Overnight, a snowstorm wipes out the power in Winterlight; Kate and the kids do not notice because she has set up her house to run on solar energy. At Everett's, Tess departs with her suitcase and is picked up by Chet. Realizing Kate's house is the only one with light and heat, the family brings everyone from town there to celebrate the holiday. During the celebration, Kate makes amends with her children and accepts them.

Later that night, Kate finds Everett outside on the balcony. There, Everett declares that he does not want to get divorced and is willing to quit being a doctor to be with her. Kate admits she does not want to move to Boston. They throw away the divorce papers and kiss.
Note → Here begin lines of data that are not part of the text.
/// LLM Client — the single point of entry for all model calls in the game.
///
/// ARCHITECTURAL RULE: No other module may call the completion API directly.
/// All LLM interactions MUST go through this module.
///
/// Speaks the OpenAI-compatible chat-completions format. One request per call,
/// no retries: a failed call is reported to the caller as-is.
use reqwest::Client;
use serde::{Deserialize, Serialize};
use thiserror::Error;
use tracing::debug;

use crate::config::Config;

pub mod prompts;

#[derive(Debug, Error)]
pub enum LlmError {
    #[error("HTTP error: {0}")]
    Http(#[from] reqwest::Error),

    #[error("API error (status {status}): {message}")]
    Api { status: u16, message: String },

    #[error("LLM returned empty content")]
    EmptyContent,
}

/// Sampling parameters for a single completion request.
#[derive(Debug, Clone, Copy, PartialEq)]
pub struct CompletionParams {
    pub temperature: f32,
    pub max_tokens: u32,
}

#[derive(Debug, Serialize)]
struct ChatRequest<'a> {
    model: &'a str,
    messages: Vec<ChatMessage<'a>>,
    temperature: f32,
    max_tokens: u32,
}

#[derive(Debug, Serialize)]
struct ChatMessage<'a> {
    role: &'a str,
    content: &'a str,
}

#[derive(Debug, Deserialize)]
pub struct ChatResponse {
    pub choices: Vec<Choice>,
    pub usage: Option<Usage>,
}

#[derive(Debug, Deserialize)]
pub struct Choice {
    pub message: ChoiceMessage,
}

#[derive(Debug, Deserialize)]
pub struct ChoiceMessage {
    pub content: Option<String>,
}

#[derive(Debug, Deserialize)]
pub struct Usage {
    pub prompt_tokens: u32,
    pub completion_tokens: u32,
}

impl ChatResponse {
    /// Extracts the text of the first choice.
    pub fn text(&self) -> Option<&str> {
        self.choices
            .first()
            .and_then(|c| c.message.content.as_deref())
    }
}

#[derive(Debug, Deserialize)]
struct ApiError {
    error: ApiErrorBody,
}

#[derive(Debug, Deserialize)]
struct ApiErrorBody {
    message: String,
}

/// The single LLM client used by the game.
#[derive(Clone)]
pub struct LlmClient {
    client: Client,
    api_key: String,
    api_url: String,
    model: String,
}

impl LlmClient {
    pub fn new(config: &Config) -> Result<Self, LlmError> {
        let mut builder = Client::builder();
        if let Some(timeout) = config.llm_timeout {
            builder = builder.timeout(timeout);
        }

        Ok(Self {
            client: builder.build()?,
            api_key: config.llm_api_key.clone(),
            api_url: config.llm_api_url.clone(),
            model: config.llm_model.clone(),
        })
    }

    pub fn model(&self) -> &str {
        &self.model
    }

    /// Sends one chat completion and returns the raw text of the first choice.
    pub async fn complete(
        &self,
        system: &str,
        prompt: &str,
        params: CompletionParams,
    ) -> Result<String, LlmError> {
        let request_body = ChatRequest {
            model: &self.model,
            messages: vec![
                ChatMessage {
                    role: "system",
                    content: system,
                },
                ChatMessage {
                    role: "user",
                    content: prompt,
                },
            ],
            temperature: params.temperature,
            max_tokens: params.max_tokens,
        };

        let response = self
            .client
            .post(&self.api_url)
            .bearer_auth(&self.api_key)
            .json(&request_body)
            .send()
            .await?;

        let status = response.status();
        if !status.is_success() {
            let body = response.text().await.unwrap_or_default();
            return Err(LlmError::Api {
                status: status.as_u16(),
                message: api_error_message(body),
            });
        }

        let chat: ChatResponse = response.json().await?;

        if let Some(usage) = &chat.usage {
            debug!(
                "LLM call succeeded: prompt_tokens={}, completion_tokens={}",
                usage.prompt_tokens, usage.completion_tokens
            );
        }

        chat.text()
            .map(str::to_string)
            .ok_or(LlmError::EmptyContent)
    }
}

/// Pulls `error.message` out of an API error body, falling back to the raw body.
fn api_error_message(body: String) -> String {
    serde_json::from_str::<ApiError>(&body)
        .map(|e| e.error.message)
        .unwrap_or(body)
}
A year later, the whole family comes together to celebrate yet another Christmas.

==Cast==
- Alicia Silverstone as Kate Holden
- Oliver Hudson as Dr. Everett Holden
- Jameela Jamil as Tess Wiley
- Pierson Fodé as Chet Moore
- Linda Kash as Doris
- Melissa Joan Hart as April
- Geoffrey Owens as Daryl
- Wilder Hudson as Gabriel Holden
- Emily Hall as Sienna Holden
- Timothy Innes as Nigel
- Derek McGrath as Mike
- Tymika Tafari as Christina

==Production==
The film is directed by Steve Carr and written by Holly Hester. An ensemble cast features Alicia Silverstone, Melissa Joan Hart and Jameela Jamil. Paula Hart and Melissa Joan Hart are producers for Hartbreak Films.

Principal photography began in Toronto on 3 February 2025, with filming lasting into March 2025.

==Release==
In January 2025, the film was included on Netflix slate of films for 2025. In August 2025, it was announced that the film would be released on November 12, 2025.